- _Activity_:
Below are records; reproduce exactly the lines from the one that has "pub fn residue_id(&self)" through the one that has "pub fn set_trie(&mut", ends included, and nothing more.

----

use crate::core::models::ids::ResidueId;
use crate::core::models::residue::Residue;
use crate::core::trie::hbond::HBondTrie;
use std::sync::Arc;

/// Alternative conformations of one residue position.
///
/// Every rotamer carries the sequence identity (number, chain, `seqpos`) of
/// the site it stands in for, so it can be scored against the rest of the
/// structure exactly like the original residue.
#[derive(Debug, Clone)]
pub struct RotamerSet {
    residue_id: ResidueId,
    seqpos: usize,
    rotamers: Vec<Residue>,
    trie: Option<Arc<HBondTrie>>,
}

impl RotamerSet {
    /// Builds a set for `site`, re-homing each conformation onto the site.
    pub fn from_residues(
        residue_id: ResidueId,
        site: &Residue,
        conformations: impl IntoIterator<Item = Residue>,
    ) -> Self {
        let rotamers = conformations
            .into_iter()
            .map(|mut rotamer| {
                rotamer.adopt_site_of(site);
                rotamer
            })
            .collect();
        Self {
            residue_id,
            seqpos: site.seqpos(),
            rotamers,
            trie: None,
        }
    }

    #[inline]
    pub fn residue_id(&self) -> ResidueId {
        self.residue_id
    }

    #[inline]
    pub fn seqpos(&self) -> usize {
        self.seqpos
    }

    #[inline]
    pub fn rotamers(&self) -> &[Residue] {
        &self.rotamers
    }

    #[inline]
    pub fn rotamer(&self, index: usize) -> Option<&Residue> {
        self.rotamers.get(index)
    }

    #[inline]
    pub fn len(&self) -> usize {
        self.rotamers.len()
    }

    #[inline]
    pub fn is_empty(&self) -> bool {
        self.rotamers.is_empty()
    }

    pub fn trie(&self) -> Option<&Arc<HBondTrie>> {
        self.trie.as_ref()
    }

    pub fn set_trie(&mut self, trie: Arc<HBondTrie>) {
        self.trie = Some(trie);
    }
}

----

- _Task output_:
    pub fn residue_id(&self) -> ResidueId {
        self.residue_id
    }

    #[inline]
    pub fn seqpos(&self) -> usize {
        self.seqpos
    }

    #[inline]
    pub fn rotamers(&self) -> &[Residue] {
        &self.rotamers
    }

    #[inline]
    pub fn rotamer(&self, index: usize) -> Option<&Residue> {
        self.rotamers.get(index)
    }

    #[inline]
    pub fn len(&self) -> usize {
        self.rotamers.len()
    }

    #[inline]
    pub fn is_empty(&self) -> bool {
        self.rotamers.is_empty()
    }

    pub fn trie(&self) -> Option<&Arc<HBondTrie>> {
        self.trie.as_ref()
    }

    pub fn set_trie(&mut self, trie: Arc<HBondTrie>) {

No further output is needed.